[Opening Data excerpts section]

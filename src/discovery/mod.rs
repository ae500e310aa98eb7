//! Test discovery over managed metadata.
//!
//! Walks the `TypeDef` and `MethodDef` tables of a parsed image, classifies
//! "test-like" symbols and derives a stable 128-bit identifier for each hit.
//!
//! A test class is public, not an interface, not generic, not nested, not
//! abstract (unless also sealed, the static-class encoding), and its name
//! ends with the literal suffix `Tests`. A test method is public, static or
//! instance, neither virtual nor abstract, takes no parameters and returns
//! void. The rules replicate a fixed historical contract; they are checked
//! bit-for-bit against the attribute masks in [`flags`] and the method
//! signature blob.
//!
//! # Example
//!
//! ```rust,no_run
//! use testscope::{discovery::Discoverer, file::Image};
//!
//! let image = Image::from_file("tests.dll".as_ref())?;
//! let discoverer = Discoverer::new("executor://demo/v1");
//! for case in discoverer.discover(&image, "tests.dll")? {
//!     println!("{} -> {}", case.fully_qualified_name(), case.id);
//! }
//! # Ok::<(), testscope::Error>(())
//! ```

pub mod flags;

use uguid::Guid;

use crate::{
    discovery::flags::{MethodAttributes, TypeAttributes},
    file::{Image, Parser},
    identity::TestIdProvider,
    metadata::{
        streams::TablesHeader,
        tables::{GenericParamRaw, MetadataTable, MethodDefRaw, TableId, TypeDefRaw},
        token::Token,
        Metadata,
    },
    Result,
};

/// Byte-exact name suffix that marks a test class
const TESTS_SUFFIX: &[u8] = b"Tests";
/// Separator fed between name fragments when deriving identifiers
const DOT: u8 = b'.';
/// ECMA-335 `ELEMENT_TYPE_VOID` signature type code
const ELEMENT_TYPE_VOID: u32 = 0x01;

/// One discovered test case.
#[derive(Clone, Debug, PartialEq, Eq)]
pub struct TestCase {
    /// Namespace of the declaring class, empty when the class has none
    pub namespace: String,
    /// Name of the declaring class
    pub class_name: String,
    /// Name of the test method
    pub method_name: String,
    /// Metadata token of the method definition
    pub token: Token,
    /// Stable identifier derived from the executor URI, source path and name fragments
    pub id: Guid,
}

impl TestCase {
    /// `namespace.class.method`, with the namespace segment omitted when the
    /// declaring class has no namespace.
    #[must_use]
    pub fn fully_qualified_name(&self) -> String {
        if self.namespace.is_empty() {
            format!("{}.{}", self.class_name, self.method_name)
        } else {
            format!("{}.{}.{}", self.namespace, self.class_name, self.method_name)
        }
    }
}

/// Discovers test cases in managed images and assigns them stable identifiers.
///
/// The executor URI is the first identifier fragment of every test case; two
/// discoverers with the same URI produce identical ids for identical input.
pub struct Discoverer {
    executor_uri: String,
}

impl Discoverer {
    /// Create a discoverer for the given executor URI.
    #[must_use]
    pub fn new(executor_uri: impl Into<String>) -> Discoverer {
        Discoverer {
            executor_uri: executor_uri.into(),
        }
    }

    /// Discover all test cases in `image`.
    ///
    /// `source` is the path or name the collaborator knows the image by; it
    /// flows into each test case identifier, not into parsing. Images without
    /// an `Assembly` table (plain modules) yield no test cases.
    ///
    /// ## Arguments
    /// * `image`   - The image to walk
    /// * `source`  - The source path of the image, as an identifier fragment
    ///
    /// # Errors
    /// Returns an error if the image carries no managed metadata or the
    /// metadata is malformed.
    pub fn discover(&self, image: &Image, source: &str) -> Result<Vec<TestCase>> {
        let metadata = Metadata::parse(image.metadata()?)?;
        let tables = metadata.tables()?;
        let strings = metadata.strings()?;
        let blob = metadata.blob()?;

        // Plain modules cannot carry tests
        if !tables.has_table(TableId::Assembly) {
            return Ok(Vec::new());
        }

        let Some(type_defs) = tables.table::<TypeDefRaw>(TableId::TypeDef) else {
            return Ok(Vec::new());
        };
        let Some(methods) = tables.table::<MethodDefRaw>(TableId::MethodDef) else {
            return Ok(Vec::new());
        };

        let mut provider = TestIdProvider::new();
        let mut cases = Vec::new();

        for type_def in &type_defs {
            if !is_test_class(type_def.flags) || type_generic_arity(tables, type_def.rid) > 0 {
                continue;
            }

            let class_bytes = strings.get_bytes(type_def.type_name as usize)?;
            if !name_ends_with_tests(class_bytes) {
                continue;
            }

            let namespace_bytes = strings.get_bytes(type_def.type_namespace as usize)?;

            // The method run of this type ends where the next row's run begins
            let method_end = match type_defs.get(type_def.rid + 1) {
                Some(next_row) => next_row.method_list,
                None => methods.row_count() + 1,
            };

            for method_rid in type_def.method_list..method_end {
                let Some(method) = methods.get(method_rid) else {
                    continue;
                };

                if !is_test_method(method.flags) {
                    continue;
                }

                let signature = blob.get(method.signature as usize)?;
                if !signature_is_parameterless_void(signature) {
                    continue;
                }

                let method_bytes = strings.get_bytes(method.name as usize)?;

                provider.append(self.executor_uri.as_bytes());
                provider.append(source.as_bytes());
                provider.append(namespace_bytes);
                provider.append(&[DOT]);
                provider.append(class_bytes);
                provider.append(&[DOT]);
                provider.append(method_bytes);

                cases.push(TestCase {
                    namespace: strings.get(type_def.type_namespace as usize)?.to_string(),
                    class_name: strings.get(type_def.type_name as usize)?.to_string(),
                    method_name: strings.get(method.name as usize)?.to_string(),
                    token: method.token,
                    id: provider.id_and_reset(),
                });
            }
        }

        Ok(cases)
    }
}

/// Number of generic parameters owned by the `TypeDef` row `rid`.
fn type_generic_arity(tables: &TablesHeader<'_>, rid: u32) -> usize {
    match tables.table::<GenericParamRaw>(TableId::GenericParam) {
        Some(generic_params) => generic_params
            .iter()
            .filter(|param| param.owner.tag == TableId::TypeDef && param.owner.row == rid)
            .count(),
        None => 0,
    }
}

/// Attribute half of the test-class predicate.
///
/// Public visibility also rules out nested types, whose visibility values are
/// 2 through 7.
fn is_test_class(raw_flags: u32) -> bool {
    let attributes = TypeAttributes::from_bits_retain(raw_flags);

    (attributes & TypeAttributes::VISIBILITY_MASK) == TypeAttributes::PUBLIC
        && (attributes & TypeAttributes::CLASS_SEMANTICS_MASK) != TypeAttributes::INTERFACE
        && (!attributes.contains(TypeAttributes::ABSTRACT)
            || attributes.contains(TypeAttributes::SEALED))
        && !attributes.contains(TypeAttributes::SPECIAL_NAME)
}

/// Byte-exact comparison of the name tail against `Tests`.
fn name_ends_with_tests(name: &[u8]) -> bool {
    name.len() >= TESTS_SUFFIX.len() && &name[name.len() - TESTS_SUFFIX.len()..] == TESTS_SUFFIX
}

/// Attribute half of the test-method predicate. Static and instance methods
/// both qualify.
fn is_test_method(raw_flags: u16) -> bool {
    let attributes = MethodAttributes::from_bits_retain(raw_flags);

    (attributes & MethodAttributes::MEMBER_ACCESS_MASK) == MethodAttributes::PUBLIC
        && !attributes.contains(MethodAttributes::SPECIAL_NAME)
        && !attributes.contains(MethodAttributes::ABSTRACT)
        && !attributes.contains(MethodAttributes::VIRTUAL)
}

/// Signature half of the test-method predicate: non-generic, default calling
/// convention, zero parameters, void return. A blob too short to decide
/// disqualifies the method instead of failing the discovery pass.
fn signature_is_parameterless_void(signature: &[u8]) -> bool {
    let mut parser = Parser::new(signature);

    let Ok(header) = parser.read_le::<u8>() else {
        return false;
    };
    if header & 0x10 != 0 {
        // generic method signature
        return false;
    }
    if header & 0x0F != 0 {
        // only the default calling convention qualifies
        return false;
    }

    match parser.read_compressed_uint() {
        Ok(0) => {}
        _ => return false,
    }

    matches!(parser.read_compressed_uint(), Ok(ELEMENT_TYPE_VOID))
}

#[cfg(test)]
mod tests {
    use super::*;

    #[test]
    fn class_predicate() {
        assert!(is_test_class(0x0000_0001)); // public
        assert!(is_test_class(0x0000_0181)); // public abstract sealed (static class)
        assert!(!is_test_class(0x0000_0081)); // public abstract, not sealed
        assert!(!is_test_class(0x0000_0021)); // public interface
        assert!(!is_test_class(0x0000_0401)); // public special name
        assert!(!is_test_class(0x0000_0000)); // internal
        assert!(!is_test_class(0x0000_0002)); // nested public
    }

    #[test]
    fn name_suffix() {
        assert!(name_ends_with_tests(b"FooTests"));
        assert!(name_ends_with_tests(b"Tests"));
        assert!(!name_ends_with_tests(b"FooTest"));
        assert!(!name_ends_with_tests(b"Footests"));
        assert!(!name_ends_with_tests(b"Tes"));
        assert!(!name_ends_with_tests(b""));
    }

    #[test]
    fn method_predicate() {
        assert!(is_test_method(0x0016)); // public static
        assert!(is_test_method(0x0006)); // public instance
        assert!(!is_test_method(0x0013)); // assembly static
        assert!(!is_test_method(0x0046)); // public virtual
        assert!(!is_test_method(0x0406)); // public abstract
        assert!(!is_test_method(0x0806)); // public special name
    }

    #[test]
    fn signature_predicate() {
        assert!(signature_is_parameterless_void(&[0x00, 0x00, 0x01]));
        // static methods omit HASTHIS, instance methods carry 0x20; both pass
        assert!(signature_is_parameterless_void(&[0x20, 0x00, 0x01]));

        assert!(!signature_is_parameterless_void(&[0x10, 0x01, 0x00, 0x01])); // generic
        assert!(!signature_is_parameterless_void(&[0x05, 0x00, 0x01])); // vararg
        assert!(!signature_is_parameterless_void(&[0x00, 0x01, 0x01, 0x08])); // one parameter
        assert!(!signature_is_parameterless_void(&[0x00, 0x00, 0x0E])); // returns string
        assert!(!signature_is_parameterless_void(&[0x00, 0x00])); // truncated
        assert!(!signature_is_parameterless_void(&[]));
    }
}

[Closing Data excerpts section]

Goal of the exercise: Quote every line from the beginning of the entries up to and including the line that contains "const TESTS_SUFFIX: &[u8]".

Written answer:
filename src/discovery/mod.rs
repository ae500e310aa98eb7
//! Test discovery over managed metadata.
//!
//! Walks the `TypeDef` and `MethodDef` tables of a parsed image, classifies
//! "test-like" symbols and derives a stable 128-bit identifier for each hit.
//!
//! A test class is public, not an interface, not generic, not nested, not
//! abstract (unless also sealed, the static-class encoding), and its name
//! ends with the literal suffix `Tests`. A test method is public, static or
//! instance, neither virtual nor abstract, takes no parameters and returns
//! void. The rules replicate a fixed historical contract; they are checked
//! bit-for-bit against the attribute masks in [`flags`] and the method
//! signature blob.
//!
//! # Example
//!
//! ```rust,no_run
//! use testscope::{discovery::Discoverer, file::Image};
//!
//! let image = Image::from_file("tests.dll".as_ref())?;
//! let discoverer = Discoverer::new("executor://demo/v1");
//! for case in discoverer.discover(&image, "tests.dll")? {
//!     println!("{} -> {}", case.fully_qualified_name(), case.id);
//! }
//! # Ok::<(), testscope::Error>(())
//! ```

pub mod flags;

use uguid::Guid;

use crate::{
    discovery::flags::{MethodAttributes, TypeAttributes},
    file::{Image, Parser},
    identity::TestIdProvider,
    metadata::{
        streams::TablesHeader,
        tables::{GenericParamRaw, MetadataTable, MethodDefRaw, TableId, TypeDefRaw},
        token::Token,
        Metadata,
    },
    Result,
};

/// Byte-exact name suffix that marks a test class
const TESTS_SUFFIX: &[u8] = b"Tests";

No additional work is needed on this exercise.